The Recall Singularity (my game) renders a flat 2D world using 1x1 3D models which all have their Y set to 0. Basically it’s a very flexible way to do a GridMap. But it looks far better.

Once that is working, you can play around with Y for animation and so on.
- Tom (/u/RecallSingularity)

What I meant can best be summarized with a picture:

Any visible object I click in this scene (floor, conveyors, walls) will have a Y of 0

Y is “up” in Godot. But I want a 2D game. So I don’t want lots of different Y values when manipulating the visible parts of my game (the origin of the meshes created in Blender).

In Blender, my models are obviously 3D. For instance a cube will have 4 vertices which are “up” and 4 which are “down.” Those vertices are going to have different Z values in Blender (z up) and so different Y values in Godot). That’s OK.

However, the origin of the cube in Godot (when you click on it and choose “transform” and look at translation) is going to always have Y = 0. I’m not moving that cube up or down generally. So in blender it is important that I put the model’s “origin” in the middle of the bottom of the model, so all models render at the same vertical position in the game. The same is true for all my tiles — the floors, the walls, conveyors and refineries.
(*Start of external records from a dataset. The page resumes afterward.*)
use std::env;
use std::path::PathBuf;

/// AppConfig
///
/// Holds the client's configuration state. Immutable once loaded; the `App` assembly
/// clones the pieces each service needs.
#[derive(Clone, Debug)]
pub struct AppConfig {
    // Backend REST base, including the API path (e.g. "http://localhost:5000/api").
    pub api_base_url: String,
    // Where the durable session (token + user) is persisted. `None` keeps it in memory only.
    pub session_file: Option<PathBuf>,
    // Runtime environment marker. Selects the log output format.
    pub env: Env,
}

/// Env
///
/// Runtime context: pretty logs for local debugging, JSON logs in production.
#[derive(Clone, PartialEq, Debug)]
pub enum Env {
    Local,
    Production,
}

/// Default API base used when nothing is configured.
pub const DEFAULT_API_BASE_URL: &str = "http://localhost:5000/api";

impl Default for AppConfig {
    /// default
    ///
    /// Local values that need no environment variables, primarily for tests.
    fn default() -> Self {
        Self {
            api_base_url: DEFAULT_API_BASE_URL.to_string(),
            session_file: None,
            env: Env::Local,
        }
    }
}

impl AppConfig {
    /// load
    ///
    /// Reads the configuration from environment variables (`.env` is honoured by the binary
    /// through `dotenv` before this runs).
    ///
    /// * `APP_ENV`: `production` or anything else for local.
    /// * `ROADFY_API_BASE_URL`: backend base URL including `/api`.
    /// * `ROADFY_SESSION_FILE`: path of the persisted session. In production it defaults to
    ///   `roadfy-session.json` in the working directory so sessions survive restarts.
    pub fn load() -> Self {
        let env_str = env::var("APP_ENV").unwrap_or_else(|_| "local".to_string());
        let env = match env_str.as_str() {
            "production" => Env::Production,
            _ => Env::Local,
        };

        let api_base_url = env::var("ROADFY_API_BASE_URL")
            .map(|url| url.trim_end_matches('/').to_string())
            .unwrap_or_else(|_| DEFAULT_API_BASE_URL.to_string());

        let session_file = match env::var("ROADFY_SESSION_FILE") {
            Ok(path) if !path.trim().is_empty() => Some(PathBuf::from(path)),
            _ => match env {
                Env::Production => Some(PathBuf::from("roadfy-session.json")),
                Env::Local => None,
            },
        };

        Self {
            api_base_url,
            session_file,
            env,
        }
    }
}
Origin is in the middle, bottom of any tile. Tiles are 1x1 (between -0.5 and +0.5) on X and Y/Z

There are also a number of non-visible nodes such as lights and camera. For the camera I create a node for instance at 0,0,0 which I call “LookAt” and then I create a child camera. This child camera node is positioned above and to one side (I use translation 32,34,32 rotation -35,45,0). I’m using a perspective camera with a narrow FOV (20 degrees) for reasons I’ll go into in a later blog. Then all my UI code can move the “LookAt” on X and Z and ignore Y. All the lights are currently a fixed distance above the Y so I just use a constant for that and adjust X and Z again.

In Godot what I do is have a list of “modules” which all have an X and a Z location which are whole numbers (-1, 0, 1, 2, 3, 4, …). I just position each module with the same X and Z location and set Y to 0. This way the “game” is 2d (because the internal representation of the world is) but I use 3D stuff to render it.

Because using X and Z in my game logic is confusing I rename Z to Y for my 2D logic. This is kind of a little detail you can ignore if you like.

Once you have everything on a 2D Grid but rendered in 3D, you start to realise that some stuff needs Y > 0 so it sits “on top” of something. For instance the cursor, or something to be built, or items on my conveyors all have Y > 0. But it is getting started which is the hardest part.

So you can see that most of the complexity of managing the Y value happens in the godot editor (where 3D is easy to see and understand) and in my scripts I try to use constants for Y — mostly 0.0.

/u/golddotasksquestions/ (who raised this) summarized it thus:

Since Godot does feature both, I think it would be worthwhile to clearly state that you are rendering in 3D objects in the 3D engine, use 3D lights but that you treat positioning as it was all done in the 2D engine, effectively making the 3D Y axis what is Y Offset in the 2D engine.